Re: Disk Monitoring

Wolfgang Denk <wd@xxxxxxx> · Wed, 28 Jun 2017 15:19:17 +0200

Dear Gandalf,

In message <CAJH6TXgvrVckHDmh1oiN9mupLrsS2NP3J44bG1_wE9Nnx4=yHQ@xxxxxxxxxxxxxx> you wrote:
> 
> 1) all raid controllers have proactive monitoring features, like
> patrol read, consistency check and (more or less) some SMART
> integration.
> Any counterpart in mdadm?

As Wol already pointed out, you should use  smaartctl  to monitor
the state of the disk drives, ideally on a regular base.  Changes
(increases) of numbers like "Reallocated Sectors", ""Current Pending
Sectors" or ""Offline Uncorrectable Sectors" are always suspicious.
If they increase just by one, and then stay constant for weeks you
can probably ignore it.  But if you see I/O errors in the system
logs and/or "Reallocated Sectors" increasing every few days then you
should not wait much longer and replace the respective drive.

Attached are two very simple scripts I use for this purpose;
"disk-test" simply runs smartctl on all /dev/sd? devices and parses
the output.  The result is something like this:

$ sudo disk-test
=== /dev/sda : ST1000NM0011 S/N Z1N2RA6E *** ERRORS ***
        Reallocated Sectors:     1
=== /dev/sdb : ST2000NM0033-9ZM175 S/N Z1X1J1K9 OK
=== /dev/sdc : ST2000NM0033-9ZM175 S/N Z1X1JEF6 OK
=== /dev/sdd : ST2000NM0033-9ZM175 S/N Z1X4XSN9 OK
=== /dev/sde : ST2000NM0033-9ZM175 S/N Z1X4X6G8 OK
=== /dev/sdf : ST2000NM0033-9ZM175 S/N Z1X54EA1 OK
=== /dev/sdg : ST2000NM0033-9ZM175 S/N Z1X5443W OK
=== /dev/sdh : ST2000NM0033-9ZM175 S/N Z1X4XAHQ OK
=== /dev/sdi : ST2000NM0033-9ZM175 S/N Z1X4X6NB OK
=== /dev/sdj : TOSHIBA MK1002TSKB S/N 32E3K0K2F OK
=== /dev/sdk : TOSHIBA MK1002TSKB S/N 32F3K0PRF OK
=== /dev/sdl : TOSHIBA MK1002TSKB S/N 32H3K10CF *** ERRORS ***
        Reallocated Sectors:     1
=== /dev/sdm : TOSHIBA MK1002TSKB S/N 32H3K0ZLF OK
=== /dev/sdn : TOSHIBA MK1002TSKB S/N 32H3K104F OK
=== /dev/sdo : TOSHIBA MK1002TSKB S/N 32H1K31DF OK
=== /dev/sdp : TOSHIBA MK1002TSKB S/N 32F3K0PUF OK
=== /dev/sdq : TOSHIBA MK1002TSKB S/N 32E3K0JZF OK

Here I have two drives with 1 reallocated sector each, which I
consider harmeless as it has stayed constant for several months.

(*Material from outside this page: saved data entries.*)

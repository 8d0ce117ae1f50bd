use std::{fmt, str::FromStr};

use serde::{Deserialize, Serialize};

use crate::error::Error;

#[derive(Debug, Clone, Copy, PartialEq, Eq, Serialize, Deserialize)]
#[serde(rename_all = "snake_case")]
pub enum Classification {
    Residential,
    Agricultural,
    Commercial,
    Industrial,
    Mineral,
    Timberland,
    Special,
}

impl Classification {
    pub fn as_str(&self) -> &'static str {
        match self {
            Classification::Residential => "residential",
            Classification::Agricultural => "agricultural",
            Classification::Commercial => "commercial",
            Classification::Industrial => "industrial",
            Classification::Mineral => "mineral",
            Classification::Timberland => "timberland",
            Classification::Special => "special",
        }
    }
}

impl fmt::Display for Classification {
    fn fmt(&self, f: &mut fmt::Formatter) -> fmt::Result {
        write!(f, "{}", self.as_str())
    }
}

impl From<Classification> for String {
    fn from(value: Classification) -> Self {
        value.as_str().to_string()
    }
}

impl FromStr for Classification {
    type Err = Error;

    fn from_str(value: &str) -> Result<Classification, Self::Err> {
        match value {
            "residential" => Ok(Classification::Residential),
            "agricultural" => Ok(Classification::Agricultural),
            "commercial" => Ok(Classification::Commercial),
            "industrial" => Ok(Classification::Industrial),
            "mineral" => Ok(Classification::Mineral),
            "timberland" => Ok(Classification::Timberland),
            "special" => Ok(Classification::Special),
            _ => Err(Error::Validation(format!(
                "classification not supported: {}",
                value
            ))),
        }
    }
}

#[derive(Debug, Clone, Copy, PartialEq, Eq, Serialize, Deserialize)]
#[serde(rename_all = "snake_case")]
pub enum Payment_Status {
    Unpaid,
    Paid,
}

impl Payment_Status {
    pub fn as_str(&self) -> &'static str {
        match self {
            Payment_Status::Unpaid => "unpaid",
            Payment_Status::Paid => "paid",
        }
    }
}

impl fmt::Display for Payment_Status {
    fn fmt(&self, f: &mut fmt::Formatter) -> fmt::Result {
        write!(f, "{}", self.as_str())
    }
}

impl FromStr for Payment_Status {
    type Err = Error;

    fn from_str(value: &str) -> Result<Payment_Status, Self::Err> {
        match value {
            "unpaid" => Ok(Payment_Status::Unpaid),
            "paid" => Ok(Payment_Status::Paid),
            _ => Err(Error::Validation(format!(
                "payment status not supported: {}",
                value
            ))),
        }
    }
}

#[derive(Debug, Clone, Copy, PartialEq, Eq, Serialize, Deserialize)]
#[serde(rename_all = "snake_case")]
pub enum Application_Status {
    Pending,
    Approved,
    Rejected,
}

impl Application_Status {
    pub fn as_str(&self) -> &'static str {
        match self {
            Application_Status::Pending => "pending",
            Application_Status::Approved => "approved",
            Application_Status::Rejected => "rejected",
        }
    }
}

impl fmt::Display for Application_Status {
    fn fmt(&self, f: &mut fmt::Formatter) -> fmt::Result {
        write!(f, "{}", self.as_str())
    }
}

impl FromStr for Application_Status {
    type Err = Error;

    fn from_str(value: &str) -> Result<Application_Status, Self::Err> {
        match value {
            "pending" => Ok(Application_Status::Pending),
            "approved" => Ok(Application_Status::Approved),
            "rejected" => Ok(Application_Status::Rejected),
            _ => Err(Error::Validation(format!(
                "application status not supported: {}",
                value
            ))),
        }
    }
}

#[derive(Debug, Clone, Copy, PartialEq, Eq, Serialize, Deserialize)]
#[serde(rename_all = "snake_case")]
pub enum Stall_Status {
    Available,
    Occupied,
}

impl Stall_Status {
    pub fn as_str(&self) -> &'static str {
        match self {
            Stall_Status::Available => "available",
            Stall_Status::Occupied => "occupied",
        }
    }
}

impl fmt::Display for Stall_Status {
    fn fmt(&self, f: &mut fmt::Formatter) -> fmt::Result {
        write!(f, "{}", self.as_str())
    }
}

#[derive(Debug, Clone, Copy, PartialEq, Eq, Serialize, Deserialize)]
#[serde(rename_all = "snake_case")]
pub enum Renter_Status {
    Active,
    Terminated,
}

impl Renter_Status {
    pub fn as_str(&self) -> &'static str {
        match self {
            Renter_Status::Active => "active",
            Renter_Status::Terminated => "terminated",
        }
    }
}

impl fmt::Display for Renter_Status {
    fn fmt(&self, f: &mut fmt::Formatter) -> fmt::Result {
        write!(f, "{}", self.as_str())
    }
}

#[derive(Debug, Clone, Copy, PartialEq, Eq, Serialize, Deserialize)]
#[serde(rename_all = "snake_case")]
pub enum Market_Charge {
    RightsFee,
    SecurityBond,
    Rent,
}

impl Market_Charge {
    pub fn as_str(&self) -> &'static str {
        match self {
            Market_Charge::RightsFee => "rights_fee",
            Market_Charge::SecurityBond => "security_bond",
            Market_Charge::Rent => "rent",
        }
    }
}

impl fmt::Display for Market_Charge {
    fn fmt(&self, f: &mut fmt::Formatter) -> fmt::Result {
        write!(f, "{}", self.as_str())
    }
}

impl FromStr for Market_Charge {
    type Err = Error;

    fn from_str(value: &str) -> Result<Market_Charge, Self::Err> {
        match value {
            "rights_fee" => Ok(Market_Charge::RightsFee),
            "security_bond" => Ok(Market_Charge::SecurityBond),
            "rent" => Ok(Market_Charge::Rent),
            _ => Err(Error::Validation(format!(
                "market charge not supported: {}",
                value
            ))),
        }
    }
}

#[derive(Debug, Clone, Copy, PartialEq, Eq, Serialize, Deserialize)]
#[serde(rename_all = "snake_case")]
pub enum Business_Category {
    Manufacturer,
    Wholesaler,
    Retailer,
    Contractor,
    Financial,
    Services,
}

impl Business_Category {
    pub fn as_str(&self) -> &'static str {
        match self {
            Business_Category::Manufacturer => "manufacturer",
            Business_Category::Wholesaler => "wholesaler",
            Business_Category::Retailer => "retailer",
            Business_Category::Contractor => "contractor",
            Business_Category::Financial => "financial",
            Business_Category::Services => "services",
        }
    }
}

impl fmt::Display for Business_Category {
    fn fmt(&self, f: &mut fmt::Formatter) -> fmt::Result {
        write!(f, "{}", self.as_str())
    }
}

impl From<Business_Category> for String {
    fn from(value: Business_Category) -> Self {
        value.as_str().to_string()
    }
}

impl FromStr for Business_Category {
    type Err = Error;

    fn from_str(value: &str) -> Result<Business_Category, Self::Err> {
        match value {
            "manufacturer" => Ok(Business_Category::Manufacturer),
            "wholesaler" => Ok(Business_Category::Wholesaler),
            "retailer" => Ok(Business_Category::Retailer),
            "contractor" => Ok(Business_Category::Contractor),
            "financial" => Ok(Business_Category::Financial),
            "services" => Ok(Business_Category::Services),
            _ => Err(Error::Validation(format!(
                "business category not supported: {}",
                value
            ))),
        }
    }
}

/// Revenue stream a receipt settles.
#[derive(Debug, Clone, Copy, PartialEq, Eq, Serialize, Deserialize)]
#[serde(rename_all = "snake_case")]
pub enum Payment_Source {
    Rpt,
    Market,
    Business,
}

impl Payment_Source {
    pub fn as_str(&self) -> &'static str {
        match self {
            Payment_Source::Rpt => "rpt",
            Payment_Source::Market => "market",
            Payment_Source::Business => "business",
        }
    }

    pub fn all() -> [Payment_Source; 3] {
        [
            Payment_Source::Rpt,
            Payment_Source::Market,
            Payment_Source::Business,
        ]
    }
}

impl fmt::Display for Payment_Source {
    fn fmt(&self, f: &mut fmt::Formatter) -> fmt::Result {
        write!(f, "{}", self.as_str())
    }
}

impl From<Payment_Source> for String {
    fn from(value: Payment_Source) -> Self {
        value.as_str().to_string()
    }
}

impl FromStr for Payment_Source {
    type Err = Error;

    fn from_str(value: &str) -> Result<Payment_Source, Self::Err> {
        match value {
            "rpt" => Ok(Payment_Source::Rpt),
            "market" => Ok(Payment_Source::Market),
            "business" => Ok(Payment_Source::Business),
            _ => Err(Error::Validation(format!(
                "payment source not supported: {}",
                value
            ))),
        }
    }
}

#[cfg(test)]
mod tests {
    use super::*;

    #[test]
    fn test_classification_round_trip_names() {
        for value in [
            Classification::Residential,
            Classification::Agricultural,
            Classification::Commercial,
            Classification::Industrial,
            Classification::Mineral,
            Classification::Timberland,
            Classification::Special,
        ] {
            assert_eq!(Classification::from_str(value.as_str()).unwrap(), value);
        }
    }

    #[test]
    fn test_unknown_values_are_validation_errors() {
        assert!(matches!(
            Classification::from_str("swamp"),
            Err(Error::Validation(_))
        ));
        assert!(matches!(
            Payment_Source::from_str("water"),
            Err(Error::Validation(_))
        ));
    }

    #[test]
    fn test_serde_names_match_column_values() {
        let value = serde_json::to_string(&Market_Charge::SecurityBond).unwrap();
        assert_eq!(value, format!("\"{}\"", Market_Charge::SecurityBond));

        let source: Payment_Source = serde_json::from_str("\"business\"").unwrap();
        assert_eq!(source, Payment_Source::Business);
    }
}
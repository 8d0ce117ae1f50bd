use actix_web::{http::StatusCode, HttpResponse, ResponseError};
use bigdecimal::ParseBigDecimalError as BIG_DECIMAL_ERROR;
use csv::Error as CSV_ERROR;
use serde_json::Error as JSON_ERROR;
use sqlx::error::Error as SQL_ERROR;
use std::num::TryFromIntError as TRY_FROM_INT_ERROR;
use std::string::FromUtf8Error as FROM_UTF8_ERROR;
use std::{env::VarError, io::Error as IO_ERROR, num::ParseIntError};
use thiserror::Error;
use tokio::task::JoinError;
use tracing::subscriber::SetGlobalDefaultError as TRACING_GLOBAL_DEFAULT_ERROR;

#[derive(Error, Debug)]
pub enum Error {
    #[error("{0}")]
    Io(#[from] IO_ERROR),

    #[error("{0}")]
    INT(#[from] ParseIntError),

    #[error("{0}")]
    SQL(#[from] SQL_ERROR),

    #[error("{0}")]
    VAR(#[from] VarError),

    #[error("{0}")]
    TokioJoinError(#[from] JoinError),

    #[error("{0}")]
    BigDecimalError(#[from] BIG_DECIMAL_ERROR),

    #[error("{0}")]
    TryFromIntError(#[from] TRY_FROM_INT_ERROR),

    #[error("{0}")]
    FromUtf8Error(#[from] FROM_UTF8_ERROR),

    #[error("{0}")]
    JsonError(#[from] JSON_ERROR),

    #[error("CSV error: {0}")]
    CsvError(#[from] CSV_ERROR),

    #[error("Tracing error: {0}")]
    SetGlobalDefaultError(#[from] TRACING_GLOBAL_DEFAULT_ERROR),

    #[error("Configuration error: {0}")]
    ConfigurationError(String),

    #[error("Server end with error: {0}")]
    ServerError(String),

    #[error("Not found: {0}")]
    NotFound(String),

    #[error("Invalid state: {0}")]
    InvalidState(String),

    #[error("Validation error: {0}")]
    Validation(String),

    #[error("Unauthorized")]
    Unauthorized(),
}

impl Error {
    fn is_duplicate_entry(&self) -> bool {
        match self {
            Error::SQL(SQL_ERROR::Database(e)) => e.is_unique_violation(),
            _ => false,
        }
    }
}

impl ResponseError for Error {
    fn status_code(&self) -> StatusCode {
        if self.is_duplicate_entry() {
            return StatusCode::CONFLICT;
        }

        match self {
            Error::Validation(_)
            | Error::INT(_)
            | Error::BigDecimalError(_) => StatusCode::BAD_REQUEST,

            Error::Unauthorized() => StatusCode::UNAUTHORIZED,

            Error::NotFound(_) | Error::SQL(SQL_ERROR::RowNotFound) => {
                StatusCode::NOT_FOUND
            },

            Error::InvalidState(_) => StatusCode::CONFLICT,

            Error::Io(_)
            | Error::SQL(_)
            | Error::VAR(_)
            | Error::TokioJoinError(_)
            | Error::TryFromIntError(_)
            | Error::FromUtf8Error(_)
            | Error::JsonError(_)
            | Error::CsvError(_)
            | Error::SetGlobalDefaultError(_)
            | Error::ConfigurationError(_)
            | Error::ServerError(_) => StatusCode::INTERNAL_SERVER_ERROR,
        }
    }

    fn error_response(&self) -> HttpResponse {
        let status = self.status_code();
        let body = serde_json::json!({
            "error": status.canonical_reason().unwrap_or("Unknown"),
            "message": self.to_string(),
            "status": status.as_u16(),
        });
        HttpResponse::build(status).json(body)
    }
}

#[cfg(test)]
mod tests {
    use super::*;
    use actix_web::body::to_bytes;

    #[test]
    fn test_status_mapping() {
        assert_eq!(
            Error::Validation("bad".into()).status_code(),
            StatusCode::BAD_REQUEST
        );
        assert_eq!(
            Error::NotFound("land 4".into()).status_code(),
            StatusCode::NOT_FOUND
        );
        assert_eq!(
            Error::InvalidState("already paid".into()).status_code(),
            StatusCode::CONFLICT
        );
        assert_eq!(Error::Unauthorized().status_code(), StatusCode::UNAUTHORIZED);
        assert_eq!(
            Error::SQL(SQL_ERROR::RowNotFound).status_code(),
            StatusCode::NOT_FOUND
        );
        assert_eq!(
            Error::ServerError("boom".into()).status_code(),
            StatusCode::INTERNAL_SERVER_ERROR
        );
    }

    #[test]
    fn test_parse_errors_are_bad_requests() {
        let decimal = "12.3.4".parse::<bigdecimal::BigDecimal>().unwrap_err();
        assert_eq!(
            Error::from(decimal).status_code(),
            StatusCode::BAD_REQUEST
        );

        let int = "x".parse::<u16>().unwrap_err();
        assert_eq!(Error::from(int).status_code(), StatusCode::BAD_REQUEST);
    }

    #[actix_web::test]
    async fn test_error_body_shape() {
        let response =
            Error::NotFound("renter 12".into()).error_response();
        assert_eq!(response.status(), StatusCode::NOT_FOUND);

        let body = to_bytes(response.into_body()).await.unwrap();
        let value: serde_json::Value = serde_json::from_slice(&body).unwrap();
        assert_eq!(value["status"], 404);
        assert_eq!(value["error"], "Not Found");
        assert_eq!(value["message"], "Not found: renter 12");
    }
}
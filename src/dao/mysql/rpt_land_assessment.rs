use sqlx::{error::Error, Transaction};

use super::DataBase;
use crate::model::{RPT_Land_Assessment, Table};

impl Table<RPT_Land_Assessment> {
    pub async fn insert(
        &self,
        data: &RPT_Land_Assessment,
        transaction: &mut Transaction<'_, DataBase>,
    ) -> Result<i64, Error> {
        let result = sqlx::query(
            r#"
            INSERT INTO `rpt_land_assessment` (
                `land_id`,
                `assessment_year`,
                `unit_value`,
                `market_value`,
                `assessment_level`,
                `assessed_value`,
                `total_assessed_value`,
                `assessed_by`,
                `created_at`
            )
            VALUES(?, ?, ?, ?, ?, ?, ?, ?, ?)
            "#,
        )
        .bind(data.land_id)
        .bind(data.assessment_year)
        .bind(&data.unit_value)
        .bind(&data.market_value)
        .bind(&data.assessment_level)
        .bind(&data.assessed_value)
        .bind(&data.total_assessed_value)
        .bind(&data.assessed_by)
        .bind(data.created_at)
        .execute(&mut **transaction)
        .await?;

        Ok(result.last_insert_id() as i64)
    }

    pub async fn is_exists(
        &self,
        land_id: i64,
        year: i32,
        transaction: &mut Transaction<'_, DataBase>,
    ) -> Result<bool, Error> {
        let (value,): (i64,) = sqlx::query_as(
            r#"
            SELECT
                COUNT(*)
            FROM `rpt_land_assessment`
            WHERE `land_id` = ? AND `assessment_year` = ?
            "#,
        )
        .bind(land_id)
        .bind(year)
        .fetch_one(&mut **transaction)
        .await?;

        Ok(value > 0)
    }

    pub async fn get(
        &self,
        id: i64,
    ) -> Result<Option<RPT_Land_Assessment>, Error> {
        sqlx::query_as(
            r#"
            SELECT
                `id`,
                `land_id`,
                `assessment_year`,
                `unit_value`,
                `market_value`,
                `assessment_level`,
                `assessed_value`,
                `total_assessed_value`,
                `assessed_by`,
                `created_at`
            FROM `rpt_land_assessment`
            WHERE `id` = ?
            "#,
        )
        .bind(id)
        .fetch_optional(&self.pool)
        .await
    }

    pub async fn get_by_land_year(
        &self,
        land_id: i64,
        year: i32,
    ) -> Result<Option<RPT_Land_Assessment>, Error> {
        sqlx::query_as(
            r#"
            SELECT
                `id`,
                `land_id`,
                `assessment_year`,
                `unit_value`,
                `market_value`,
                `assessment_level`,
                `assessed_value`,
                `total_assessed_value`,
                `assessed_by`,
                `created_at`
            FROM `rpt_land_assessment`
            WHERE `land_id` = ? AND `assessment_year` = ?
            "#,
        )
        .bind(land_id)
        .bind(year)
        .fetch_optional(&self.pool)
        .await
    }

    pub async fn count_by_year(&self, year: i32) -> Result<i64, Error> {
        let (value,): (i64,) = sqlx::query_as(
            r#"
            SELECT
                COUNT(DISTINCT `land_id`)
            FROM `rpt_land_assessment`
            WHERE `assessment_year` = ?
            "#,
        )
        .bind(year)
        .fetch_one(&self.pool)
        .await?;

        Ok(value)
    }
}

The second script "disk-watch" is intended to be run as a cron job
on a regular base (here usually twice per day).  It will send out
email whenever the state changes (don't forget to adjust the MAIL_TO
setting).  You may also want to clean up the entries in /var/log/diskwatch
every now and then (or better add it to your logrotate
configuration).

HTH.

Best regards,

Wolfgang Denk

-- 
DENX Software Engineering GmbH,      Managing Director: Wolfgang Denk
HRB 165235 Munich, Office: Kirchenstr.5, D-82194 Groebenzell, Germany
Phone: (+49)-8142-66989-10 Fax: (+49)-8142-66989-80 Email: wd@xxxxxxx
Yes, it's a technical challenge, and  you  have  to  kind  of  admire
people  who go to the lengths of actually implementing it, but at the
same time you wonder about their IQ...
         --  Linus Torvalds in <5phda5$ml6$1@xxxxxxxxxxxxxxxxxxxxxxx>

#!/bin/sh

DISKS="$(echo /dev/sd?)"

PATH=$PATH:/sbin:/usr/sbin

for i in ${DISKS}
do
	SMARTDATA=$(smartctl -a $i | \
	egrep 'Device Model:|Serial Number:|Reallocated_Sector_Ct|Current_Pending_Sector|Offline_Uncorrectable|failed|Unknown USB' | \
	grep -v ' -  *0$')
	LINES=$(echo "${SMARTDATA}" | wc -l)
	HEAD=$(echo "${SMARTDATA}" | \
	       sed -n -e 's/Device Model: //p' \
		      -e 's!Serial Number:!S/N!p')	
	BODY=$(echo "${SMARTDATA}" | \
	       awk '$2 ~ /Reallocated_Sector_Ct/	{ printf "Reallocated Sectors:   %3d\n", $10 }
		    $2 ~ /Current_Pending_Sector/	{ printf "Current Pending Sect:  %3d\n", $10 }
		    $2 ~ /Offline_Uncorrectable/	{ printf "Offline Uncorrectable: %3d\n", $10 }
		    $0 ~ /failed:.*AMCC/		{ printf "Unsupported AMCC/3ware controller\n" }
		    $0 ~ /SMART command failed/		{ printf "Device does not support SMART\n" }
		    $0 ~ /Unknown USB bridge/		{ printf "Unknown USB bridge\n" }
		'
	     )
	if [ $LINES -eq 2 ]
	then
		echo === $i : ${HEAD} OK
	else
		echo === $i : ${HEAD} "*** ERRORS ***"
		echo "${BODY}" | sed -e 's/^/	/'
	fi
done
#!/bin/sh

D_TEST=/usr/local/sbin/disk-test
D_LOGDIR=/var/log/diskwatch
MAIL_TO="root"

[ -x ${D_TEST} ] || { echo "ERROR: cannot execute ${D_TEST}" >&2 ; exit 1 ; }

[ -d ${D_LOGDIR} ] || \
	mkdir -p ${D_LOGDIR} || \
		{ echo "ERROR: cannot create ${D_LOGDIR}" >&2 ; exit 1 ; }

cd ${D_LOGDIR} || { echo "ERROR: cannot cd ${D_LOGDIR}" >&2 ; exit 1 ; }

rm -f previous

[ -L latest ] && mv latest previous

NOW=$(date "+%F-%T")

${D_TEST} >${NOW}

ln -s "${NOW}" latest

DIFF=''

[ -r previous ] && DIFF=$(diff -u previous latest)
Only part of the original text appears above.